Tissue Glue. Tissue glue is purified from blood products (human blood.) The two brand name products are by Baxter and Johnson and Johnson, which are Tisseal and Evicel, respectively. It is essentially concentrated clotting factors which are later activated by a calcium solution that it is mixed with. Similar to Epoxy, the glue does not activate until you mix the two components together. There is great interest with Tissue Glue “facelifts.” A few recent studies in the past several years have shown that the hematoma rate or blood clot formation rate is lower with tissue glue. But the added benefit is there seems to be less bruising and swelling and some patients surveys in these studies show that they have a sense of well being, and less discomfort. Some surgeons swear by it and will no longer perform facelifts and necklifts without tissue glue. Other surgeons think that it is an overkill and don’t want to risk using any outside blood products for fear of blood borne diseases (however small the risk.) This is the most expensive option costing $250-400 depending on the amount of glue used by the surgeon.
After removal of the compression bandage and/or drains, usually the surgeon will switch the patient over to a face and neck compression dressing to help with swelling and healing. Since the skin was separated from the fat and muscle underneath, the compression helps as the tissues heal together, and help to prevent any potential fluid collections which might occur. I tell my patients to wear it for about a month (on and off.) Other surgeons may recommend only 2 weeks while others may tell their patients to wear it for up to 8 weeks. There is no right answer.
You wrote, “My vision seems to have been affected as well.”
I don’t know what is going on in your particular case, but the most common reason for blurry vision is if you are using an eye ointment on your eyelid incisions. Since the antibiotic ointments are petroleum based, they are not recommended for eyelid incisions. Instead many surgeons will instruct their patients to use a “eye-safe” lubricant, such as Lacrilube, or generic version. This is safe for the eye itself, and is used on the eyelid incisions.
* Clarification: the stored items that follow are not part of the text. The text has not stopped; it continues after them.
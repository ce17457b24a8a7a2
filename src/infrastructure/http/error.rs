//! HTTP Error Handling

use axum::{
    http::StatusCode,
    response::{IntoResponse, Response},
    Json,
};
use serde::Serialize;

/// 统一错误响应格式
#[derive(Debug, Serialize)]
pub struct ErrorResponse {
    pub errno: i32,
    pub error: String,
    pub data: Option<()>,
}

impl ErrorResponse {
    pub fn new(errno: i32, error: impl Into<String>) -> Self {
        Self {
            errno,
            error: error.into(),
            data: None,
        }
    }
}

/// 错误码定义
pub mod errno {
    pub const BAD_REQUEST: i32 = 400;
    pub const NOT_FOUND: i32 = 404;
    pub const INTERNAL_ERROR: i32 = 500;
    pub const SERVICE_UNAVAILABLE: i32 = 503;
}

/// API 错误
///
/// 业务错误统一返回 HTTP 200，通过 errno 区分
#[derive(Debug)]
pub enum ApiError {
    NotFound(String),
    BadRequest(String),
    Internal(String),
    ServiceUnavailable(String),
}

impl ApiError {
    fn errno(&self) -> i32 {
        match self {
            ApiError::NotFound(_) => errno::NOT_FOUND,
            ApiError::BadRequest(_) => errno::BAD_REQUEST,
            ApiError::Internal(_) => errno::INTERNAL_ERROR,
            ApiError::ServiceUnavailable(_) => errno::SERVICE_UNAVAILABLE,
        }
    }

    fn message(&self) -> &str {
        match self {
            ApiError::NotFound(msg)
            | ApiError::BadRequest(msg)
            | ApiError::Internal(msg)
            | ApiError::ServiceUnavailable(msg) => msg,
        }
    }
}

impl IntoResponse for ApiError {
    fn into_response(self) -> Response {
        let errno = self.errno();
        match &self {
            ApiError::NotFound(msg) => {
                tracing::warn!(errno = errno, error = %msg, "Resource not found");
            }
            ApiError::BadRequest(msg) => {
                tracing::warn!(errno = errno, error = %msg, "Bad request");
            }
            ApiError::Internal(msg) => {
                tracing::error!(errno = errno, error = %msg, "Internal server error");
            }
            ApiError::ServiceUnavailable(msg) => {
                tracing::error!(errno = errno, error = %msg, "Service unavailable");
            }
        }

        let response = ErrorResponse::new(errno, self.message());
        (StatusCode::OK, Json(response)).into_response()
    }
}

impl From<crate::application::TaskSourceError> for ApiError {
    fn from(e: crate::application::TaskSourceError) -> Self {
        ApiError::ServiceUnavailable(e.to_string())
    }
}

#[cfg(test)]
mod tests {
    use super::*;
    use crate::application::TaskSourceError;

    #[test]
    fn test_errno_mapping() {
        assert_eq!(ApiError::NotFound("x".into()).errno(), errno::NOT_FOUND);
        assert_eq!(ApiError::BadRequest("x".into()).errno(), errno::BAD_REQUEST);
        let from_source: ApiError = TaskSourceError::Timeout.into();
        assert_eq!(from_source.errno(), errno::SERVICE_UNAVAILABLE);
        assert_eq!(from_source.message(), "Request timeout");
    }

    #[test]
    fn test_errors_use_http_200() {
        let response = ApiError::Internal("boom".into()).into_response();
        assert_eq!(response.status(), StatusCode::OK);
    }
}
//! Staleness Tracker - 进度停滞检测
//!
//! 记录每个 `"<corpus_id>:<text_id>"` 最近一次进度变化的时间点，
//! 进度在阈值时间内没有变化的任务被视为已停止

use dashmap::DashMap;
use std::time::Duration;
use tokio::time::Instant;

/// 观测结果
#[derive(Debug, Clone, Copy, PartialEq, Eq)]
pub enum Staleness {
    Fresh,
    Stalled,
}

#[derive(Debug, Clone, Copy)]
struct ProgressMark {
    progress: u8,
    at: Instant,
}

/// 进度停滞跟踪器
pub struct StalenessTracker {
    threshold: Duration,
    marks: DashMap<String, ProgressMark>,
}

impl StalenessTracker {
    pub fn new(threshold: Duration) -> Self {
        Self {
            threshold,
            marks: DashMap::new(),
        }
    }

    pub fn key(corpus_id: &str, text_id: &str) -> String {
        format!("{}:{}", corpus_id, text_id)
    }

    /// 记录一次进度观测
    ///
    /// 进度与上次记录相同且间隔严格大于阈值时返回 `Stalled` 并丢弃记录；
    /// 进度变化（或首次观测）时刷新记录
    pub fn observe(&self, corpus_id: &str, text_id: &str, progress: u8, now: Instant) -> Staleness {
        let key = Self::key(corpus_id, text_id);
        let previous = self.marks.get(&key).map(|mark| *mark);

        if let Some(mark) = previous {
            if mark.progress == progress {
                if now.saturating_duration_since(mark.at) > self.threshold {
                    self.marks.remove(&key);
                    return Staleness::Stalled;
                }
                return Staleness::Fresh;
            }
        }

        self.marks.insert(key, ProgressMark { progress, at: now });
        Staleness::Fresh
    }

    /// 清除语料库的所有记录，返回清除数量
    pub fn purge_corpus(&self, corpus_id: &str) -> usize {
        let prefix = format!("{}:", corpus_id);
        let before = self.marks.len();
        self.marks.retain(|key, _| !key.starts_with(&prefix));
        before - self.marks.len()
    }

    pub fn len(&self) -> usize {
        self.marks.len()
    }

    pub fn is_empty(&self) -> bool {
        self.marks.is_empty()
    }
}
//! HTTP Routes
//!
//! API Endpoints:
//! - /api/ping                         GET   健康检查
//! - /api/polling/start                POST  开始轮询语料库
//! - /api/polling/stop                 POST  停止轮询语料库
//! - /api/polling/status/{corpus_id}   GET   轮询状态与活动任务数
//! - /api/polling/list                 GET   正在轮询的语料库
//! - /api/tasks/corpus/{corpus_id}     GET   语料库的任务快照
//! - /api/tasks/text/{text_id}         GET   文本当前跟踪的任务
//! - /api/backend/tasks/{corpus_id}    GET   后端原始任务列表
//! - /ws/events                        WS    全部存储事件
//! - /ws/corpus/{corpus_id}            WS    单个语料库的存储事件

use axum::{
    routing::{get, post},
    Router,
};
use std::sync::Arc;

use super::handlers;
use super::state::AppState;

/// 创建所有路由
pub fn create_routes() -> Router<Arc<AppState>> {
    Router::new()
        .nest("/api", api_routes())
        .route("/ws/events", get(handlers::events_websocket_handler))
        .route("/ws/corpus/:corpus_id", get(handlers::corpus_websocket_handler))
}

/// API 路由
fn api_routes() -> Router<Arc<AppState>> {
    Router::new()
        .route("/ping", get(handlers::ping))
        .nest("/polling", polling_routes())
        .nest("/tasks", task_routes())
        .route("/backend/tasks/:corpus_id", get(handlers::backend_tasks))
}

/// Polling 路由
fn polling_routes() -> Router<Arc<AppState>> {
    Router::new()
        .route("/start", post(handlers::start_polling))
        .route("/stop", post(handlers::stop_polling))
        .route("/status/:corpus_id", get(handlers::polling_status))
        .route("/list", get(handlers::list_polling))
}

/// Task 路由
fn task_routes() -> Router<Arc<AppState>> {
    Router::new()
        .route("/text/:text_id", get(handlers::text_task))
        .route("/corpus/:corpus_id", get(handlers::corpus_tasks))
}

#[cfg(test)]
mod tests {
    use super::*;
    use crate::application::{PollingSettings, TaskPollingService};
    use crate::domain::{TaskRecord, TaskStatus};
    use crate::infrastructure::adapters::ScriptedTaskSource;
    use crate::infrastructure::events::EventPublisher;
    use crate::infrastructure::memory::InMemoryTaskStore;
    use axum::body::{to_bytes, Body};
    use axum::http::{Request, StatusCode};
    use tower::util::ServiceExt;

    fn test_app() -> (Router, Arc<ScriptedTaskSource>) {
        let source = Arc::new(ScriptedTaskSource::new());
        let events = EventPublisher::new().arc();
        let store = Arc::new(InMemoryTaskStore::with_events(events.clone()));
        let polling = TaskPollingService::new(source.clone(), store.clone(), PollingSettings::default());
        let state = AppState::new(polling, store, source.clone(), events);
        (create_routes().with_state(Arc::new(state)), source)
    }

    async fn body_json(response: axum::response::Response) -> serde_json::Value {
        let bytes = to_bytes(response.into_body(), usize::MAX).await.unwrap();
        serde_json::from_slice(&bytes).unwrap()
    }

    fn post_json(uri: &str, body: serde_json::Value) -> Request<Body> {
        Request::builder()
            .method("POST")
            .uri(uri)
            .header("content-type", "application/json")
            .body(Body::from(body.to_string()))
            .unwrap()
    }

    fn get(uri: &str) -> Request<Body> {
        Request::builder().uri(uri).body(Body::empty()).unwrap()
    }

    #[tokio::test]
    async fn test_start_status_and_tasks() {
        let (app, source) = test_app();
        source.set_tasks(
            "c1",
            vec![TaskRecord::new("t1", "x", TaskStatus::Processing)
                .with_progress(25)
                .with_message("keyness: scoring")],
        );

        let response = app
            .clone()
            .oneshot(post_json("/api/polling/start", serde_json::json!({"corpus_id": "c1"})))
            .await
            .unwrap();
        assert_eq!(response.status(), StatusCode::OK);
        let json = body_json(response).await;
        assert_eq!(json["errno"], 0);
        assert_eq!(json["data"]["polling"], true);
        assert_eq!(json["data"]["active_task_count"], 1);

        let json = body_json(app.clone().oneshot(get("/api/tasks/corpus/c1")).await.unwrap()).await;
        assert_eq!(json["data"]["tasks"][0]["stage"], "keyness");
        assert_eq!(json["data"]["tasks"][0]["progress"], 25);

        let json = body_json(app.clone().oneshot(get("/api/tasks/text/x")).await.unwrap()).await;
        assert_eq!(json["data"]["task_id"], "t1");

        let json = body_json(app.clone().oneshot(get("/api/polling/list")).await.unwrap()).await;
        assert_eq!(json["data"]["corpora"][0], "c1");

        let response = app
            .clone()
            .oneshot(post_json("/api/polling/stop", serde_json::json!({"corpus_id": "c1"})))
            .await
            .unwrap();
        let json = body_json(response).await;
        assert_eq!(json["data"]["polling"], false);
    }

    #[tokio::test]
    async fn test_empty_corpus_id_rejected() {
        let (app, _) = test_app();
        let response = app
            .oneshot(post_json("/api/polling/start", serde_json::json!({"corpus_id": " "})))
            .await
            .unwrap();
        let json = body_json(response).await;
        assert_eq!(json["errno"], 400);
    }

    #[tokio::test]
    async fn test_unknown_text_is_not_found() {
        let (app, _) = test_app();
        let json = body_json(app.oneshot(get("/api/tasks/text/nope")).await.unwrap()).await;
        assert_eq!(json["errno"], 404);
    }

    #[tokio::test]
    async fn test_status_of_idle_corpus() {
        let (app, _) = test_app();
        let json = body_json(app.oneshot(get("/api/polling/status/c9")).await.unwrap()).await;
        assert_eq!(json["data"]["polling"], false);
        assert_eq!(json["data"]["active_task_count"], 0);
    }

    #[tokio::test]
    async fn test_backend_passthrough_reports_failures() {
        let (app, source) = test_app();
        source.push_error("c1", "connection refused");
        let json = body_json(app.oneshot(get("/api/backend/tasks/c1")).await.unwrap()).await;
        assert_eq!(json["errno"], 503);
    }
}
//! Event Publisher Implementation
//!
//! 任务存储变更的 WebSocket 事件推送

use serde::{Deserialize, Serialize};
use std::sync::Arc;
use tokio::sync::broadcast;

use crate::domain::TrackedTask;

/// 存储事件类型
#[derive(Debug, Clone, Serialize, Deserialize)]
#[serde(tag = "event", content = "data")]
pub enum StoreEvent {
    /// 任务快照写入
    TaskUpdated { task: TrackedTask },
    /// 任务快照移除
    TaskRemoved { corpus_id: String, text_id: String },
    /// 语料库活动任务清空
    CorpusDrained { corpus_id: String },
}

/// 事件发布器
pub struct EventPublisher {
    channel: broadcast::Sender<StoreEvent>,
}

impl EventPublisher {
    pub fn new() -> Self {
        Self::with_capacity(256)
    }

    pub fn with_capacity(capacity: usize) -> Self {
        let (tx, _) = broadcast::channel(capacity);
        Self { channel: tx }
    }

    pub fn arc(self) -> Arc<Self> {
        Arc::new(self)
    }

    /// 订阅存储事件
    pub fn subscribe(&self) -> broadcast::Receiver<StoreEvent> {
        self.channel.subscribe()
    }

    pub fn publish_task_updated(&self, task: &TrackedTask) {
        self.publish(StoreEvent::TaskUpdated { task: task.clone() });
    }

    pub fn publish_task_removed(&self, corpus_id: &str, text_id: &str) {
        self.publish(StoreEvent::TaskRemoved {
            corpus_id: corpus_id.to_string(),
            text_id: text_id.to_string(),
        });
    }

    pub fn publish_corpus_drained(&self, corpus_id: &str) {
        self.publish(StoreEvent::CorpusDrained {
            corpus_id: corpus_id.to_string(),
        });
    }

    fn publish(&self, event: StoreEvent) {
        if let Err(e) = self.channel.send(event) {
            tracing::trace!(error = %e, "Failed to publish store event (no receivers)");
        }
    }
}

impl Default for EventPublisher {
    fn default() -> Self {
        Self::new()
    }
}

#[cfg(test)]
mod tests {
    use super::*;

    #[tokio::test]
    async fn test_subscriber_receives_events() {
        let publisher = EventPublisher::new();
        let mut rx = publisher.subscribe();

        publisher.publish_corpus_drained("c1");

        match rx.recv().await.unwrap() {
            StoreEvent::CorpusDrained { corpus_id } => assert_eq!(corpus_id, "c1"),
            other => panic!("unexpected event: {:?}", other),
        }
    }

    #[test]
    fn test_publish_without_subscribers_is_silent() {
        let publisher = EventPublisher::new();
        publisher.publish_task_removed("c1", "x");
    }

    #[test]
    fn test_event_wire_format() {
        let event = StoreEvent::TaskRemoved {
            corpus_id: "c1".to_string(),
            text_id: "x".to_string(),
        };
        let json = serde_json::to_value(&event).unwrap();
        assert_eq!(json["event"], "TaskRemoved");
        assert_eq!(json["data"]["text_id"], "x");
    }
}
What commonly happens is the ointment travels from the incisions where you applied the ointment and travels into the eye. Since the Lacrilube is very viscous, this ointment will make your vision blurry. I have found this the most common reason for blurry vision. Hopefully it is as simple as this.
This online post is not a replacement for seeing your own surgeon, and you really need to be seen by your surgeon or at least reassured by your own surgeon that nothing more serious with your vision is occurring. If there is something more serious, such as a scratch to the cornea, then your surgeon may request a consultation with an ophthalmologist that he or she works with.
I wish you a speedy recovery, and hope you find this response helpful.